Wednesday musings – the Coffee Break. 2 Nov 2016.


Yes, Halloween is over – no more annoying costumes and no more-


Oh wait, Christmas music is playing…


Yes indeed folks, we are now dealing with Christmas decorations in stores already – talk about rushing to sell, aye? Now you readers from the US have not had your Thanksgiving yet either so that must be a rather annoying situation to tackle. Coupled with the election and Black Friday where stores will be packed as usual you will feel warn out and just do not want to continue on. While I do not have any sort of remedy to help you with these strange upcoming events, perhaps a bit of humor is in order – lighten up the mood a little.


Battlefield 1 has a war pigeon mode; so we capture a bird, write a message (without getting shot and looted by the enemy) and throw it into the air and hope it doesn’t get shot like game out in the country – great. Sure I get it world war 1 had birds deliver orders, but as a game mode it’s weird, very weird. This reminds me of the Empire pigeon bomb available to the Empire army in Warhammer fantasy back when there were armies and not units like in Age of Sigmar (you can still build an “army” but they are no longer required to remain solely Empire or Chaos). How the rules worked was the Empire Engineer could equip the pigeon bomb, and using a D6 you rolled to see what the pigeon would do: a 1 or a 2 it would return to the user and blow up on them forcing the model to take an armour save, on a 3 or a 4 it would blow up in mid-air, on a 5 or a 6 it would go to the target and blow them up forcing them to take an armour save.

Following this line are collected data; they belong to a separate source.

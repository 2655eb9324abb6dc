use geo::{Coord, LineString, Polygon, Rect};
use tracing::debug;

use crate::error::MeshError;
use crate::geometry::{RawGeometry, geometry_bounds, outer_ring_centroid};
use crate::inputs::BASELINE_OFFSET;

/// Target drawing surface. The defaults match the 420x300 canvas with a
/// 12px margin that all step-size and spacing constants are tuned for.
#[derive(Debug, Clone, Copy)]
pub struct Viewport {
    pub width: f64,
    pub height: f64,
    pub margin: f64,
}

impl Default for Viewport {
    fn default() -> Self {
        Self { width: 420.0, height: 300.0, margin: 12.0 }
    }
}

impl Viewport {
    #[inline] fn inner_width(&self) -> f64 { self.width - self.margin * 2.0 }
    #[inline] fn inner_height(&self) -> f64 { self.height - self.margin * 2.0 }

    #[inline] fn center(&self) -> Coord<f64> {
        Coord { x: self.width / 2.0, y: self.height / 2.0 }
    }

    /// Clamp a coordinate into the drawable area, half a margin in from
    /// each edge (6..414 x 6..294 at the defaults).
    fn clamp(&self, coord: Coord<f64>) -> Coord<f64> {
        let inset = self.margin / 2.0;
        Coord {
            x: coord.x.clamp(inset, self.width - inset),
            y: coord.y.clamp(inset, self.height - inset),
        }
    }
}

/// Pure lon/lat -> viewport transform. Latitude is flipped because the
/// target space has y increasing downward.
#[derive(Debug, Clone, Copy, PartialEq)]
pub struct Projection {
    pub min_lon: f64,
    pub max_lat: f64,
    pub scale: f64,
    pub x_pad: f64,
    pub y_pad: f64,
}

impl Projection {
    #[inline]
    pub fn apply(&self, lon: f64, lat: f64) -> Coord<f64> {
        Coord {
            x: self.x_pad + (lon - self.min_lon) * self.scale,
            y: self.y_pad + (self.max_lat - lat) * self.scale,
        }
    }
}

/// Output of the geometry stage: boundary rings in viewport space, the
/// offset-scaled domain rings mesh generation is bounded by, and the
/// transform the cluster layer shares.
#[derive(Debug, Clone)]
pub struct ProjectedGeometry {
    pub boundary: Vec<Polygon<f64>>,
    pub domain: Vec<Polygon<f64>>,
    pub bounds: Rect<f64>,
    pub projection: Projection,
    pub domain_factor: f64,
    pub viewport: Viewport,
}

/// Project raw boundary geometry and derive the domain polygons.
///
/// Pure function of (geometry, offset, viewport): fits the lon/lat box
/// into the viewport preserving aspect ratio, centers it, then scales
/// every ring about the projected centroid by the offset-derived domain
/// factor, clamping into the drawable area.
pub fn project_geometry(
    raw: &RawGeometry,
    offset: f64,
    viewport: Viewport,
) -> Result<ProjectedGeometry, MeshError> {
    if raw.polygons.is_empty() {
        return Err(MeshError::InvalidGeometry("empty polygon set".to_string()));
    }

    let bbox = raw.bbox;
    if !(bbox.min().x.is_finite() && bbox.min().y.is_finite()
        && bbox.max().x.is_finite() && bbox.max().y.is_finite())
    {
        return Err(MeshError::InvalidGeometry("non-finite bounding box".to_string()));
    }

    // Floor the spans so a degenerate extent cannot blow up the scale.
    let lon_span = (bbox.max().x - bbox.min().x).max(1e-8);
    let lat_span = (bbox.max().y - bbox.min().y).max(1e-8);
    let scale = (viewport.inner_width() / lon_span).min(viewport.inner_height() / lat_span);

    let fitted_w = lon_span * scale;
    let fitted_h = lat_span * scale;
    let projection = Projection {
        min_lon: bbox.min().x,
        max_lat: bbox.max().y,
        scale,
        x_pad: viewport.margin + (viewport.inner_width() - fitted_w) / 2.0,
        y_pad: viewport.margin + (viewport.inner_height() - fitted_h) / 2.0,
    };

    let boundary: Vec<Polygon<f64>> = raw
        .polygons
        .iter()
        .map(|polygon| map_polygon(polygon, |c| projection.apply(c.x, c.y)))
        .collect();

    let center = outer_ring_centroid(&boundary, viewport.center());
    let domain_factor = (1.0 + (offset - BASELINE_OFFSET) * 0.42).clamp(0.82, 1.30);
    let domain: Vec<Polygon<f64>> = boundary
        .iter()
        .map(|polygon| {
            map_polygon(polygon, |c| {
                viewport.clamp(Coord {
                    x: center.x + (c.x - center.x) * domain_factor,
                    y: center.y + (c.y - center.y) * domain_factor,
                })
            })
        })
        .collect();

    let bounds = geometry_bounds(&domain)?;
    debug!(
        polygons = boundary.len(),
        domain_factor,
        scale,
        "projected boundary geometry"
    );

    Ok(ProjectedGeometry { boundary, domain, bounds, projection, domain_factor, viewport })
}

fn map_polygon(polygon: &Polygon<f64>, f: impl Fn(&Coord<f64>) -> Coord<f64>) -> Polygon<f64> {
    let map_ring = |ring: &LineString<f64>| LineString(ring.0.iter().map(&f).collect());
    Polygon::new(
        map_ring(polygon.exterior()),
        polygon.interiors().iter().map(map_ring).collect(),
    )
}

#[cfg(test)]
mod tests {
    use super::*;
    use crate::geometry::point_in_ring;
    use geo::LineString;

    fn unit_square() -> RawGeometry {
        let polygon = Polygon::new(
            LineString::from(vec![(0.0, 0.0), (1.0, 0.0), (1.0, 1.0), (0.0, 1.0)]),
            vec![],
        );
        let bbox = geometry_bounds(std::slice::from_ref(&polygon)).unwrap();
        RawGeometry { polygons: vec![polygon], bbox }
    }

    #[test]
    fn unit_square_fills_inner_height_and_centers_x() {
        let projected = project_geometry(&unit_square(), BASELINE_OFFSET, Viewport::default()).unwrap();
        let p = projected.projection;

        // 276/1 < 396/1, so the square is fitted to the inner height.
        assert!((p.scale - 276.0).abs() < 1e-9);
        assert!((p.y_pad - 12.0).abs() < 1e-9);
        assert!((p.x_pad - (12.0 + (396.0 - 276.0) / 2.0)).abs() < 1e-9);

        // Latitude flip: the top-left projected corner is max_lat.
        let top_left = p.apply(0.0, 1.0);
        assert!((top_left.x - p.x_pad).abs() < 1e-9);
        assert!((top_left.y - p.y_pad).abs() < 1e-9);
    }

    #[test]
    fn baseline_offset_leaves_domain_at_unit_factor() {
        let projected = project_geometry(&unit_square(), BASELINE_OFFSET, Viewport::default()).unwrap();
        assert!((projected.domain_factor - 1.0).abs() < 1e-12);

        for (b, d) in projected.boundary[0]
            .exterior()
            .0
            .iter()
            .zip(projected.domain[0].exterior().0.iter())
        {
            assert!((b.x - d.x).abs() < 1e-9);
            assert!((b.y - d.y).abs() < 1e-9);
        }
    }

    #[test]
    fn domain_factor_is_clamped_at_both_ends() {
        let raw = unit_square();
        let grown = project_geometry(&raw, 10.0, Viewport::default()).unwrap();
        assert!((grown.domain_factor - 1.30).abs() < 1e-12);

        let shrunk = project_geometry(&raw, -10.0, Viewport::default()).unwrap();
        assert!((shrunk.domain_factor - 0.82).abs() < 1e-12);
    }

    #[test]
    fn expanded_domain_stays_inside_the_drawable_area() {
        let projected = project_geometry(&unit_square(), 1.0, Viewport::default()).unwrap();
        for coord in &projected.domain[0].exterior().0 {
            assert!(coord.x >= 6.0 && coord.x <= 414.0);
            assert!(coord.y >= 6.0 && coord.y <= 294.0);
        }
    }

    #[test]
    fn domain_bounds_cover_scaled_rings() {
        let projected = project_geometry(&unit_square(), 0.6, Viewport::default()).unwrap();
        for coord in &projected.domain[0].exterior().0 {
            assert!(coord.x >= projected.bounds.min().x - 1e-9);
            assert!(coord.x <= projected.bounds.max().x + 1e-9);
            assert!(coord.y >= projected.bounds.min().y - 1e-9);
            assert!(coord.y <= projected.bounds.max().y + 1e-9);
        }
    }

    #[test]
    fn projection_is_pure_and_reproducible() {
        let raw = unit_square();
        let a = project_geometry(&raw, 0.4, Viewport::default()).unwrap();
        let b = project_geometry(&raw, 0.4, Viewport::default()).unwrap();
        assert_eq!(a.projection, b.projection);
        assert_eq!(a.domain_factor, b.domain_factor);
        assert_eq!(a.domain[0].exterior().0, b.domain[0].exterior().0);
    }

    #[test]
    fn projected_square_interior_passes_containment() {
        let projected = project_geometry(&unit_square(), BASELINE_OFFSET, Viewport::default()).unwrap();
        let center = projected.projection.apply(0.5, 0.5);
        assert!(point_in_ring(center, &projected.domain[0].exterior().0));
    }
}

This sort of unreliable tech was somewhat common in the Empire as they were using primitive gunpowder weaponry and had some really wacky devices such as the Hellfire Missile battery which looked like a cart stuffed with fireworks (the pointy ones) and armed with explosives.


Now just like one Youtuber noted, Battlefield 1 can be best described in three words: “GAS GAS GAS!!!” Figures, right? The amount of gas tossed around in-game is enough to make the actual deployment of gas look like an experiment at best. Every match, every time someone throws a grenade it is going to be a gas grenade (frag grenades are generally saved for tanks – generally). When this occurs you might as well run around with the gas mask on 24/7 and hip fire at everything, makes life easier and you can focus on bayoneting the enemy instead of charging at them and while finishing them off the gas finishes you off (yessss my dears, BREATHE!).


Oh I just thought of the perfect loadout: the Martini-Henry rifle, a Webley Revolver, gas grenades and an entrenching tool as a melee weapon – you will break the stalemate of trench warfare with this mighty outdated firearm and gas! Yes, do it folks do it now – this is an order (not really, but hey if you want to take this random, out-of-the-blue suggestion then by all means – record the gameplay and upload it to Youtube as evidence that it is the boss loadout and make every player jealous enough to ditch their logic to embark on this quest of insanity)!


Alright that’s enough of this nonsense – hopefully you found that entertaining. Feel free to check out our Patreon page if you wish to support us, and don’t forget to bookmark this in your browser for updates – see you next time.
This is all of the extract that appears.